### Extracted information:

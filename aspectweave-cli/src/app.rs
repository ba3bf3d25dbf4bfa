use std::path::PathBuf;

use clap::{Args, Parser, Subcommand};

/// aspectweave - static aspect weaving for compiled modules
#[derive(Debug, Parser)]
#[command(name = "aspectweave", version, about, long_about = None)]
pub struct Cli {
    #[command(flatten)]
    pub global: GlobalOptions,

    #[command(subcommand)]
    pub command: Command,
}

/// Options shared across all subcommands.
#[derive(Debug, Parser)]
pub struct GlobalOptions {
    /// Emit output as JSON instead of human-readable text.
    #[arg(long, global = true)]
    pub json: bool,

    /// Enable verbose (debug-level) logging output.
    #[arg(short, long, global = true)]
    pub verbose: bool,
}

/// Reference modules used to resolve external aspect types.
#[derive(Debug, Args)]
pub struct ReferenceOptions {
    /// Referenced module files, separated by ';'.
    #[arg(short, long, value_name = "PATHS", default_value = "")]
    pub references: String,
}

#[derive(Debug, Subcommand)]
pub enum Command {
    /// Weave aspects into a module file in place.
    Weave {
        /// Path to the module file.
        #[arg(value_name = "FILE")]
        path: PathBuf,

        #[command(flatten)]
        references: ReferenceOptions,

        /// Strong-name key file (.snk, or .pfx with a sibling .snk).
        #[arg(long, value_name = "FILE", conflicts_with = "key_container")]
        key_file: Option<PathBuf>,

        /// Name of a key in the key store.
        #[arg(long, value_name = "NAME")]
        key_container: Option<String>,

        /// Directory holding named keys (defaults to $ASPECTWEAVE_KEY_STORE).
        #[arg(long, value_name = "DIR", requires = "key_container")]
        key_store: Option<PathBuf>,

        /// Do not read or rewrite the debug-symbol side-file.
        #[arg(long)]
        no_symbols: bool,
    },

    /// Show the aspects each member would receive, without rewriting anything.
    Inspect {
        /// Path to the module file.
        #[arg(value_name = "FILE")]
        path: PathBuf,

        #[command(flatten)]
        references: ReferenceOptions,

        /// Show only members whose name contains this text.
        #[arg(long, value_name = "NAME")]
        member: Option<String>,
    },
}
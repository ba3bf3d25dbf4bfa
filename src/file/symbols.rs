//! Debug symbols kept next to a module in `<module>.pdb`.
//!
//! The side-file maps instruction positions, addressed as (block, index) inside a method
//! body, to source locations. Weaving moves the original code of a method into new blocks
//! only when it splits a constructor; [`SymbolFile::remap`] follows such a split so that
//! the points keep describing the same instructions. Synthesized blocks carry no points
//! and show up as hidden code in a debugger.
//!
//! # Key Components
//!
//! - [`SequencePoint`] - A single mapping from instruction position to source line
//! - [`MethodSymbols`] - All sequence points of one method
//! - [`SymbolFile`] - The whole side-file, loaded and saved as JSON

use std::path::Path;

use serde::{Deserialize, Serialize};

use crate::{
    assembly::BlockId,
    file::{self, Backend, Physical},
    metadata::token::Token,
    weaver::transform::BlockSplit,
    Result,
};

/// Line number marking compiler generated code
pub const HIDDEN_LINE: u32 = 0x00FE_EFEE;

/// Maps one instruction to a source location
#[derive(Debug, Clone, PartialEq, Eq, Serialize, Deserialize)]
pub struct SequencePoint {
    /// Block holding the instruction
    pub block: BlockId,
    /// Index of the instruction inside the block
    pub index: usize,
    /// Source document path
    pub document: String,
    /// 1-based source line
    pub line: u32,
}

impl SequencePoint {
    /// True if the point marks code without a source line
    #[must_use]
    pub fn is_hidden(&self) -> bool {
        self.line == HIDDEN_LINE
    }
}

/// Sequence points of one method
#[derive(Debug, Clone, PartialEq, Eq, Serialize, Deserialize)]
pub struct MethodSymbols {
    /// The method definition
    pub method: Token,
    /// Points in instruction order
    pub points: Vec<SequencePoint>,
}

/// The debug-symbol side-file of a module
#[derive(Debug, Clone, Default, PartialEq, Eq, Serialize, Deserialize)]
pub struct SymbolFile {
    /// Name of the module the symbols belong to
    pub module: String,
    /// Per-method sequence points
    #[serde(default)]
    pub methods: Vec<MethodSymbols>,
}

impl SymbolFile {
    /// An empty side-file for `module`
    pub fn new(module: impl Into<String>) -> Self {
        SymbolFile {
            module: module.into(),
            methods: Vec::new(),
        }
    }

    /// Reads the side-file at `path`
    ///
    /// # Errors
    /// Returns [`crate::Error::FileError`] if the file cannot be read and
    /// [`crate::Error::Json`] if its content does not parse.
    pub fn load(path: &Path) -> Result<Self> {
        let backend = Physical::new(path)?;
        if backend.is_empty() {
            return Err(malformed_error!("Symbol file {} is empty", path.display()));
        }
        Ok(serde_json::from_slice(backend.data())?)
    }

    /// Atomically writes the side-file to `path`
    ///
    /// # Errors
    /// Returns [`crate::Error::FileError`] if the file cannot be written.
    pub fn save(&self, path: &Path) -> Result<()> {
        file::write_atomic(path, &serde_json::to_vec_pretty(self)?)
    }

    /// Sequence points of `method`, if any were recorded
    #[must_use]
    pub fn method(&self, method: Token) -> Option<&MethodSymbols> {
        self.methods.iter().find(|m| m.method == method)
    }

    /// Records a point for `method`
    pub fn add_point(&mut self, method: Token, point: SequencePoint) {
        match self.methods.iter_mut().find(|m| m.method == method) {
            Some(symbols) => symbols.points.push(point),
            None => self.methods.push(MethodSymbols {
                method,
                points: vec![point],
            }),
        }
    }

    /// Moves the points of `method` that fell behind a block split into the tail block.
    ///
    /// Returns the number of points moved.
    pub fn remap(&mut self, method: Token, split: &BlockSplit) -> usize {
        let Some(symbols) = self.methods.iter_mut().find(|m| m.method == method) else {
            return 0;
        };

        let mut moved = 0;
        for point in &mut symbols.points {
            if point.block == split.block && point.index >= split.at {
                point.block = split.tail;
                point.index -= split.at;
                moved += 1;
            }
        }
        moved
    }
}
//! Module metadata: tokens, type identities, definitions and custom attributes.
//!
//! # Key Components
//!
//! - [`token::Token`] - Table-qualified row references
//! - [`module::Module`] - The module model owning all definition tables
//! - [`typedef::TypeDef`] - Type definitions and their [`typedef::TypeAttributes`]
//! - [`method::MethodDef`] - Method definitions, parameters, fields and properties
//! - [`signatures::TypeSig`] - Static types of value slots
//! - [`memberref::MethodRef`] / [`memberref::FieldRef`] - Member references used as operands
//! - [`customattributes::CustomAttribute`] - Decoded annotation instances
//! - [`builders::ClassBuilder`] / [`builders::MethodBuilder`] - Fluent construction of types

pub mod builders;
pub mod customattributes;
pub mod memberref;
pub mod method;
pub mod module;
pub mod signatures;
pub mod token;
pub mod typedef;
//! Type signatures and type identities.
//!
//! A [`TypeSig`] describes the static type of a parameter, local, field or return slot.
//! A [`TypeRef`] names a type by full name, optionally qualified by the referenced module
//! that defines it.

use std::fmt;

use serde::{Deserialize, Serialize};

/// A type identity: full name plus the module that defines it.
///
/// Full names follow the `Namespace.Name` convention for top-level types and
/// `Outer/Inner` for nested types.
#[derive(Debug, Clone, PartialEq, Eq, Hash, PartialOrd, Ord, Serialize, Deserialize)]
pub struct TypeRef {
    /// Referenced module defining the type, `None` for the current module
    #[serde(default, skip_serializing_if = "Option::is_none")]
    pub scope: Option<String>,
    /// Full name of the type
    pub full_name: String,
}

impl TypeRef {
    /// A type defined in the module that holds the reference
    pub fn local(full_name: impl Into<String>) -> Self {
        TypeRef {
            scope: None,
            full_name: full_name.into(),
        }
    }

    /// A type defined in the referenced module `scope`
    pub fn external(scope: impl Into<String>, full_name: impl Into<String>) -> Self {
        TypeRef {
            scope: Some(scope.into()),
            full_name: full_name.into(),
        }
    }

    /// The bare type name without namespace or enclosing types
    #[must_use]
    pub fn name(&self) -> &str {
        let tail = self
            .full_name
            .rsplit_once('/')
            .map_or(self.full_name.as_str(), |(_, name)| name);
        tail.rsplit_once('.').map_or(tail, |(_, name)| name)
    }
}

impl fmt::Display for TypeRef {
    fn fmt(&self, f: &mut fmt::Formatter<'_>) -> fmt::Result {
        match &self.scope {
            Some(scope) => write!(f, "[{scope}]{}", self.full_name),
            None => f.write_str(&self.full_name),
        }
    }
}

/// Static type of a value slot.
#[derive(Debug, Clone, PartialEq, Eq, Hash, Serialize, Deserialize)]
pub enum TypeSig {
    /// No value
    Void,
    /// `bool`
    Boolean,
    /// UTF-16 code unit
    Char,
    /// `sbyte`
    I1,
    /// `byte`
    U1,
    /// `short`
    I2,
    /// `ushort`
    U2,
    /// `int`
    I4,
    /// `uint`
    U4,
    /// `long`
    I8,
    /// `ulong`
    U8,
    /// `float`
    R4,
    /// `double`
    R8,
    /// `string`
    String,
    /// `object`
    Object,
    /// A reference type
    Class(TypeRef),
    /// A user value type or enum
    ValueType(TypeRef),
    /// Single-dimension zero-based array
    SzArray(Box<TypeSig>),
    /// Managed pointer, used for `ref` and `out` parameters
    ByRef(Box<TypeSig>),
    /// Generic parameter of the declaring type
    GenericParam(u16),
    /// Generic parameter of the method
    MethodGenericParam(u16),
}

impl TypeSig {
    /// Reference to the named class
    pub fn class(full_name: impl Into<String>) -> Self {
        TypeSig::Class(TypeRef::local(full_name))
    }

    /// Array of `element`
    #[must_use]
    pub fn array_of(element: TypeSig) -> Self {
        TypeSig::SzArray(Box::new(element))
    }

    /// Managed pointer to `element`
    #[must_use]
    pub fn by_ref(element: TypeSig) -> Self {
        TypeSig::ByRef(Box::new(element))
    }

    /// True for primitives and user value types
    #[must_use]
    pub fn is_value_type(&self) -> bool {
        matches!(
            self,
            TypeSig::Boolean
                | TypeSig::Char
                | TypeSig::I1
                | TypeSig::U1
                | TypeSig::I2
                | TypeSig::U2
                | TypeSig::I4
                | TypeSig::U4
                | TypeSig::I8
                | TypeSig::U8
                | TypeSig::R4
                | TypeSig::R8
                | TypeSig::ValueType(_)
        )
    }

    /// True for unresolved generic parameters
    #[must_use]
    pub fn is_generic_param(&self) -> bool {
        matches!(self, TypeSig::GenericParam(_) | TypeSig::MethodGenericParam(_))
    }

    /// True if a value of this type must be boxed before it can live in an `object` slot
    #[must_use]
    pub fn needs_boxing(&self) -> bool {
        self.is_value_type() || self.is_generic_param()
    }

    /// True for `ref`/`out` slots
    #[must_use]
    pub fn is_by_ref(&self) -> bool {
        matches!(self, TypeSig::ByRef(_))
    }

    /// The pointee of a by-ref signature, or the signature itself
    #[must_use]
    pub fn strip_by_ref(&self) -> &TypeSig {
        match self {
            TypeSig::ByRef(inner) => inner,
            other => other,
        }
    }

    /// Element type of an array signature
    #[must_use]
    pub fn element(&self) -> Option<&TypeSig> {
        match self {
            TypeSig::SzArray(inner) => Some(inner),
            _ => None,
        }
    }

    /// Full type name this signature denotes when used as a runtime type
    #[must_use]
    pub fn runtime_name(&self) -> String {
        match self {
            TypeSig::Void => "System.Void".to_string(),
            TypeSig::Boolean => "System.Boolean".to_string(),
            TypeSig::Char => "System.Char".to_string(),
            TypeSig::I1 => "System.SByte".to_string(),
            TypeSig::U1 => "System.Byte".to_string(),
            TypeSig::I2 => "System.Int16".to_string(),
            TypeSig::U2 => "System.UInt16".to_string(),
            TypeSig::I4 => "System.Int32".to_string(),
            TypeSig::U4 => "System.UInt32".to_string(),
            TypeSig::I8 => "System.Int64".to_string(),
            TypeSig::U8 => "System.UInt64".to_string(),
            TypeSig::R4 => "System.Single".to_string(),
            TypeSig::R8 => "System.Double".to_string(),
            TypeSig::String => "System.String".to_string(),
            TypeSig::Object => "System.Object".to_string(),
            TypeSig::Class(r) | TypeSig::ValueType(r) => r.full_name.clone(),
            TypeSig::SzArray(inner) => format!("{}[]", inner.runtime_name()),
            TypeSig::ByRef(inner) => format!("{}&", inner.runtime_name()),
            TypeSig::GenericParam(n) => format!("!{n}"),
            TypeSig::MethodGenericParam(n) => format!("!!{n}"),
        }
    }
}

impl fmt::Display for TypeSig {
    fn fmt(&self, f: &mut fmt::Formatter<'_>) -> fmt::Result {
        match self {
            TypeSig::Void => f.write_str("void"),
            TypeSig::Boolean => f.write_str("bool"),
            TypeSig::Char => f.write_str("char"),
            TypeSig::I1 => f.write_str("int8"),
            TypeSig::U1 => f.write_str("uint8"),
            TypeSig::I2 => f.write_str("int16"),
            TypeSig::U2 => f.write_str("uint16"),
            TypeSig::I4 => f.write_str("int32"),
            TypeSig::U4 => f.write_str("uint32"),
            TypeSig::I8 => f.write_str("int64"),
            TypeSig::U8 => f.write_str("uint64"),
            TypeSig::R4 => f.write_str("float32"),
            TypeSig::R8 => f.write_str("float64"),
            TypeSig::String => f.write_str("string"),
            TypeSig::Object => f.write_str("object"),
            TypeSig::Class(r) => write!(f, "class {r}"),
            TypeSig::ValueType(r) => write!(f, "valuetype {r}"),
            TypeSig::SzArray(inner) => write!(f, "{inner}[]"),
            TypeSig::ByRef(inner) => write!(f, "{inner}&"),
            TypeSig::GenericParam(n) => write!(f, "!{n}"),
            TypeSig::MethodGenericParam(n) => write!(f, "!!{n}"),
        }
    }
}

#[cfg(test)]
mod tests {
    use super::*;

    #[test]
    fn test_type_ref_name() {
        assert_eq!(TypeRef::local("Sample.Outer/Inner").name(), "Inner");
        assert_eq!(TypeRef::local("Sample.Outer").name(), "Outer");
        assert_eq!(TypeRef::local("Global").name(), "Global");
        assert_eq!(
            TypeRef::external("Contracts", "A.B").to_string(),
            "[Contracts]A.B"
        );
    }

    #[test]
    fn test_boxing_rules() {
        assert!(TypeSig::I4.needs_boxing());
        assert!(TypeSig::ValueType(TypeRef::local("S.Point")).needs_boxing());
        assert!(TypeSig::GenericParam(0).needs_boxing());
        assert!(!TypeSig::String.needs_boxing());
        assert!(!TypeSig::class("S.Foo").needs_boxing());
        assert!(!TypeSig::array_of(TypeSig::I4).needs_boxing());
    }

    #[test]
    fn test_by_ref() {
        let sig = TypeSig::by_ref(TypeSig::I4);
        assert!(sig.is_by_ref());
        assert_eq!(sig.strip_by_ref(), &TypeSig::I4);
        assert_eq!(sig.to_string(), "int32&");
    }
}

### What to work on:
Across the whole listing above, find every line with the string "SzArray" and copy it.

### The answer:
    SzArray(Box<TypeSig>),
        TypeSig::SzArray(Box::new(element))
            TypeSig::SzArray(inner) => Some(inner),
            TypeSig::SzArray(inner) => format!("{}[]", inner.runtime_name()),
            TypeSig::SzArray(inner) => write!(f, "{inner}[]"),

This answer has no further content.